16 ноября 2009 года в Москве нацисты застрелили антифашиста и анархиста , также известного как Костолом. Мы публикуем фрагмент неизданной книги о нём.

Когда я только приехал в Москву, стал посещать активистские мероприятия – это были открытые акции и концерты, потому что на закрытые штуки нельзя было попасть, так как у меня было еще немного знакомых, то есть я был в коммьюнити, но не дико посвященным. Там я видел каких-то классных парней, скинхедов и антифашистов, и Костолом выделялся среди них очень сильно, потому что он был самым здоровым и самым крутым. Он был одним из первых московских скинов, которого я запомнил. Ваня всегда очень классно выглядел, как с картинки просто, и я его сразу закотировал.

Потом, когда у меня появилось больше знакомых в тусовке, я стал гонять в одном из мобов, которых тогда было несколько, и через некоторое время наш моб объединился с «Красным» мобом, который, кажется, Костолом и основал. До этого мы постоянно пересекались и что-то вместе делали, а тут оказались в одной структуре и уже занимались акциями плечом к плечу и стали чаще видеться. В какой-то момент часто охраняли концерты, которые тогда были относительно безопасными с точки зрения мусоров, боны на них периодически приезжали, но менты редко интересовались, и концертов было очень много. Сейчас их снова стало много, а после Химок не было совсем, какое-то время вообще все по домам сидели, а вот тогда, года четыре назад, сцена дико развивалась, было концерта по три в неделю, мы очень много проводили на них времени, охраняли их, какие-то сами организовывали. Костолом во всем этом принимал серьезное участие, потому что для него всегда была крайне важна музыкальная сцена, это часть его культуры, и начинал он интересоваться движем именно с музыки. Он ходил на всякие старые панк-группы типа Дистемпера еще в конце 90-х – начале 2000-х, и музыка всегда оставалась для него важна. Ну, вот таким образом мы с ним общались, не могу сказать, что мы были близкими друзьями, но понимали друг друга и делали вместе дела.

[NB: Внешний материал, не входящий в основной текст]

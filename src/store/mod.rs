//! Persistence of the [`Registry`].
//!
//! Two encodings share the [`ConfigStore`] contract:
//! - [`FlatStore`]: INI-style `[<kind>:<name>]` groups of `key = value` lines
//! - [`StructuredStore`]: YAML with one mapping per partition
//!
//! Both are lenient: an entry or group that cannot be read is logged and skipped.

mod flat;
mod structured;

pub use flat::FlatStore;
pub use structured::StructuredStore;

use crate::command::{derive_name, Command, Kind, DEFAULT_NAME};
use crate::error::{MalformedEntry, StoreError};
use crate::registry::Registry;
use fs_err as fs;
use serde::Deserialize;
use std::io::{Read, Write};
use std::path::{Path, PathBuf};
use tracing::{debug, info};

pub trait ConfigStore {
    fn load(&self, reader: &mut dyn Read) -> Result<Registry, StoreError>;
    fn save(&self, registry: &Registry, writer: &mut dyn Write) -> Result<(), StoreError>;
}

/// On-disk encoding.
#[derive(Debug, Clone, Copy, PartialEq, Eq, clap::ValueEnum)]
pub enum Format {
    /// INI-style, one `[<kind>:<name>]` group per command
    #[value(alias = "ini", alias = "toml")]
    Flat,
    /// YAML, nested per partition
    #[value(alias = "yaml", alias = "yml")]
    Structured,
}

impl Format {
    pub fn from_path(path: &Path) -> Option<Self> {
        let ext = path.extension()?.to_string_lossy().to_ascii_lowercase();
        match ext.as_str() {
            "yml" | "yaml" => Some(Format::Structured),
            "ini" | "cfg" | "toml" => Some(Format::Flat),
            _ => None,
        }
    }

    pub fn store(self) -> Box<dyn ConfigStore> {
        match self {
            Format::Flat => Box::new(FlatStore),
            Format::Structured => Box::new(StructuredStore),
        }
    }
}

/// A config file location bound to the encoding used to read and write it.
pub struct ConfigFile {
    path: PathBuf,
    format: Format,
}

impl ConfigFile {
    /// `format` overrides detection from the file extension.
    pub fn new(path: impl Into<PathBuf>, format: Option<Format>) -> Result<Self, StoreError> {
        let path = path.into();
        let format = match format.or_else(|| Format::from_path(&path)) {
            Some(f) => f,
            None => return Err(StoreError::UnknownFormat { path }),
        };
        Ok(Self { path, format })
    }

    pub fn path(&self) -> &Path {
        &self.path
    }

    pub fn format(&self) -> Format {
        self.format
    }

    /// Read the registry. A missing file yields an empty registry.
    pub fn load(&self) -> Result<Registry, StoreError> {
        if !self.path.exists() {
            info!(path = %self.path.display(), "config file missing; starting empty");
            return Ok(Registry::default());
        }
        let mut file = fs::File::open(&self.path)?;
        let registry = self.format.store().load(&mut file)?;
        debug!(path = %self.path.display(), format = ?self.format, "config loaded");
        Ok(registry)
    }

    /// Serialize fully before touching the file, then write it (creating parent dirs).
    pub fn save(&self, registry: &Registry) -> Result<(), StoreError> {
        let mut buf = Vec::new();
        self.format.store().save(registry, &mut buf)?;
        if let Some(parent) = self.path.parent().filter(|p| !p.as_os_str().is_empty()) {
            fs::create_dir_all(parent)?;
        }
        fs::write(&self.path, buf)?;
        debug!(path = %self.path.display(), format = ?self.format, "config saved");
        Ok(())
    }
}

/// Load `path`, picking the encoding from its extension.
pub fn load_config(path: &Path) -> Result<Registry, StoreError> {
    ConfigFile::new(path, None)?.load()
}

/// Save to `path`, picking the encoding from its extension.
pub fn save_config(registry: &Registry, path: &Path) -> Result<(), StoreError> {
    ConfigFile::new(path, None)?.save(registry)
}

/// Either a list of tokens or one whitespace-separated string.
#[derive(Debug, Deserialize)]
#[serde(untagged)]
enum Tokens {
    List(Vec<String>),
    Line(String),
}

impl Tokens {
    fn into_vec(self) -> Vec<String> {
        match self {
            Tokens::List(v) => v,
            Tokens::Line(s) => s.split_whitespace().map(str::to_string).collect(),
        }
    }
}

/// Persisted shape of one command, shared by both encodings.
#[derive(Debug, Deserialize)]
struct EntryDoc {
    #[serde(default)]
    name: Option<String>,
    command: String,
    #[serde(default, alias = "command_args")]
    args: Option<Tokens>,
    #[serde(default, alias = "extensions", alias = "domains")]
    classes: Option<Tokens>,
}

impl EntryDoc {
    /// Turn a persisted entry into a command. `name` is `None` for the default slot.
    fn into_command(self, section: &str, name: Option<&str>) -> Result<Command, MalformedEntry> {
        if self.command.trim().is_empty() {
            return Err(MalformedEntry::new(section, "empty command"));
        }
        let args = self.args.map(Tokens::into_vec).unwrap_or_default();
        match name {
            None => {
                let name = self.name.unwrap_or_else(|| derive_name(&self.command));
                Ok(Command::new(Some(&name), &self.command, args, Vec::<String>::new()))
            }
            Some(DEFAULT_NAME) => Err(MalformedEntry::new(section, "reserved name")),
            Some(name) => {
                let classes = self.classes.map(Tokens::into_vec).unwrap_or_default();
                let command = Command::new(Some(name), &self.command, args, classes);
                if command.is_default() {
                    return Err(MalformedEntry::new(section, "no classifiers"));
                }
                Ok(command)
            }
        }
    }
}

/// Section label used in log messages, e.g. `url-opener:ytdl`.
fn section_label(kind: Kind, name: &str) -> String {
    format!("{kind}:{name}")
}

Как-то раз он мне очень четко помог во время одного прыжка, там была куча мала, как это обычно бывает, темно и так далее, куча людей, все бегают, какое-то безумие. И в какой-то момент передо мной оказался здоровый боняра, и уже готов был меня уебать, то есть я провафлил, не заметил его. И я понял, что доля секунды и все, он меня сейчас нормально отоварит бутылкой или чем-то. И тут появляется Костолом и его вырубает, парень улетает. Ваня мне говорит, мол, чего ты клювом щелкаешь. И нормально все для меня тогда завершилось.

Еще были крутые темы, когда мы в мобе стали организовывать бойцовские клубы. Раз в две недели мы собирались в лесу или спортзале, мутили тренировки, в основном это были спарринги один на один или двое на двое или стенка на стенку. А я тогда гонял в детдом, мы ездили с ребятами, помогали детям, общались с ними, и я периодически пропускал эту тему из-за детдома, потому что на все времени в выходные не хватало. И после очередной пропущенной тренировки Костолом мне говорит: «Ну, чего ты типа». А я: «Ну вот, у меня там дети, хочется и туда, и сюда», а он говорит: «Не, я все это очень котирую, дети, я все понимаю, – он тогда уже, по-моему, работал в «Детях улиц», – ну, блин, как-то давай, совмещай». Мне было приятно, что он с пониманием относится к таким вещам. Он, в принципе, был вообще не отмороженный чувак, несмотря на репутацию и специфику активистской деятельности, он был реально душевный парень и врубался всегда в какие-то семейные вещи, в эту же тему с детьми, он всегда говорил, что это здорово, и это нужно делать. Мне импонировало в нем то, что он не был отмороженным, как многие другие парни, которые занимались тем же, но были дико агрессивными, и в них было мало человеческого, не особо было приятно с ними общаться. До сих пор в активистской среде много чуваков, которые просто отморозь, то есть они классные ребята и мои друзья, но общаться с ними не всегда прикольно. С Костоломом было круто, потому что у него был широкий кругозор, с ним много было о чем поговорить помимо того, кто когда кого отмудохал, в общем, о каких-то обычных вещах.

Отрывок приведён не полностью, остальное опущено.